Does the one-size-fits-all approach of social media promo blind authors to other ways of selling their books? Not so long ago I posted about how my Amazon Gift Card was so fat and unwieldy, I was in the market to buy books. I asked that authors recommend their book to me--ah, no one did. Strange...missed opportunities...

But I can't let all those comments go to waste. Please go to the post if you didn't visit it, but there were many comments on topics such as promo, about what we should blog about, and sadly, new bloggers who feel they can't break in to a tightly-established community, even though they tried the A-Z.
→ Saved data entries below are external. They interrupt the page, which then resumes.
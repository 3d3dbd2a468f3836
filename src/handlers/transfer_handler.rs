//! Transfer Handler
//!
//! Moves money between two accounts. Debit and credit are staged in one unit
//! of work holding both account locks, so either both are committed or
//! neither is.

use std::sync::Arc;

use crate::domain::{Account, Amount, DomainError, OperationContext};
use crate::error::AppError;
use crate::ledger::{lock_in_order, LedgerStore, LedgerTx};

use super::mutator::{commit_unit_of_work, BalanceMutator};
use super::transfer_state::TransferState;
use super::{resolve_account, BalanceChange, TransferCommand, TransferResult};

/// Handler for transfers between accounts
pub struct TransferHandler {
    store: Arc<dyn LedgerStore>,
}

impl TransferHandler {
    pub fn new(store: Arc<dyn LedgerStore>) -> Self {
        Self { store }
    }

    /// Execute the transfer command
    pub async fn execute(
        &self,
        command: TransferCommand,
        context: &OperationContext,
    ) -> Result<TransferResult, AppError> {
        let mut state = TransferState::default();

        let (mut tx, amount, from, to) = match self.validate(&command).await {
            Ok(prepared) => prepared,
            Err(err) => {
                state = state.transition(TransferState::Aborted)?;
                tracing::info!(
                    correlation_id = ?context.correlation_id,
                    client_ip = ?context.client_ip,
                    from = command.from_number,
                    to = command.to_number,
                    amount = command.amount,
                    state = %state,
                    error = %err,
                    "Transfer rejected"
                );
                return Err(err);
            }
        };

        let (debit, credit) = match Self::stage(tx.as_mut(), &from, &to, amount, &mut state).await {
            Ok(changes) => changes,
            Err(err) => {
                // Dropping the unit of work discards whatever was staged
                tracing::warn!(
                    correlation_id = ?context.correlation_id,
                    client_ip = ?context.client_ip,
                    from = from.number,
                    to = to.number,
                    amount = amount.value(),
                    state = %state,
                    error = %err,
                    "Transfer rolled back"
                );
                return Err(err);
            }
        };

        commit_unit_of_work(tx.as_mut(), || {
            tracing::error!(
                target: "anomaly",
                correlation_id = ?context.correlation_id,
                client_ip = ?context.client_ip,
                from = from.number,
                to = to.number,
                amount = amount.value(),
                state = %state,
                "Transfer commit timed out, outcome unknown; reconcile both accounts"
            );
        })
        .await?;

        state = state.transition(TransferState::Completed)?;

        tracing::info!(
            correlation_id = ?context.correlation_id,
            client_ip = ?context.client_ip,
            from = from.number,
            to = to.number,
            amount = amount.value(),
            state = %state,
            "Transfer completed"
        );

        Ok(TransferResult {
            from: debit,
            to: credit,
            amount: amount.value(),
        })
    }

    /// Run every check that must pass before anything is staged
    ///
    /// On success the returned unit of work holds the locks of both accounts
    /// and the sufficiency check has been made against the locked balance.
    async fn validate(
        &self,
        command: &TransferCommand,
    ) -> Result<(Box<dyn LedgerTx>, Amount, Account, Account), AppError> {
        let amount = Amount::new(command.amount)?;

        if command.from_number == command.to_number {
            return Err(DomainError::SameAccountTransfer.into());
        }

        let from = resolve_account(self.store.as_ref(), command.from_number).await?;
        let to = resolve_account(self.store.as_ref(), command.to_number).await?;

        let mut tx = self.store.begin().await?;
        lock_in_order(tx.as_mut(), &[from.id, to.id]).await?;

        let available = tx.read_balance(from.id).await?;
        if !amount.is_covered_by(available) {
            return Err(DomainError::insufficient_balance(amount.value(), available).into());
        }

        Ok((tx, amount, from, to))
    }

    async fn stage(
        tx: &mut dyn LedgerTx,
        from: &Account,
        to: &Account,
        amount: Amount,
        state: &mut TransferState,
    ) -> Result<(BalanceChange, BalanceChange), AppError> {
        *state = state.transition(TransferState::DebitPending)?;
        let debit = BalanceMutator::apply_delta_in(tx, from.id, amount.as_debit()).await?;

        *state = state.transition(TransferState::CreditPending)?;
        let credit = BalanceMutator::apply_delta_in(tx, to.id, amount.as_credit()).await?;

        Ok((debit, credit))
    }
}
//! bank_api Library
//!
//! Account management service whose balance changes go through a single
//! serialized mutation path. Re-exports modules for the binaries and for
//! integration testing.

pub mod api;
pub mod auth;
pub mod config;
pub mod db;
pub mod domain;
pub mod handlers;
pub mod ledger;
pub mod telemetry;

mod error;

pub use config::{Config, StoreBackend};
pub use domain::{Account, Amount, AmountError, DomainError, NewAccount, OperationContext};
pub use error::{AppError, AppResult, ErrorResponse};
pub use ledger::{InMemoryLedgerStore, LedgerError, LedgerStore, LedgerTx, PgLedgerStore};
Alex J Cavanaugh: Talking about life is always interesting. Constantly talking about one's books is not...I do intend to adjust what I post about. You're right, too many cover reveals and such. I'll still do Ninja News, letting people know about new releases, but I'd like to shift back to more movies, music, games, and science fiction stuff. And trivia! It's been so long since I did any trivia.

Hilary Melton-Bucher wrote one of the longest comments. One said: I do get bored with repetitive posts as I move from one blogger to another … blog tours I guess are a necessary evil though .. but I wish people could be creative and just not regurgitate information … 

Southpaw: Blog Tours are weird too. So many of them repeat the same thing over and over. - Ha, so I decided to have one myself. I'm trying really hard to change up the tour idea so that I don't bore people

M Pax: I don't think the blasts are a waste. The author is trying to be seen and each blog gets readers the author couldn't otherwise reach.

Stephanie Faris:  I do wish more people would focus on content rather than book reviews and book blurbs. We all have to support each other, but every post doesn't have to be a book review. 

klahanie: Call me cynical, but a number of bloggers make out they are part of a sharing, caring community when all they really want is to accumulate superficial blog follower totals. I find that very sad.

Anne Gallagher: I skip posts of cover reveals and reviews. I skip posts that are too personal (some people overshare). I skip posts that don't appeal to me. As I'm sure that's why people skip my posts as well. (I know Anne is happy for her books to slowly sell themselves. I read that on her blog awhile ago).

Medeia Sharif: I'm having a harder time reciprocating comments, but by the end of the week I'm caught up. When I visit blogs I prefer short posts. If a post is long, it needs to be very interesting to hold my attention. I've stopped visiting some blogs because of excessive wordiness. 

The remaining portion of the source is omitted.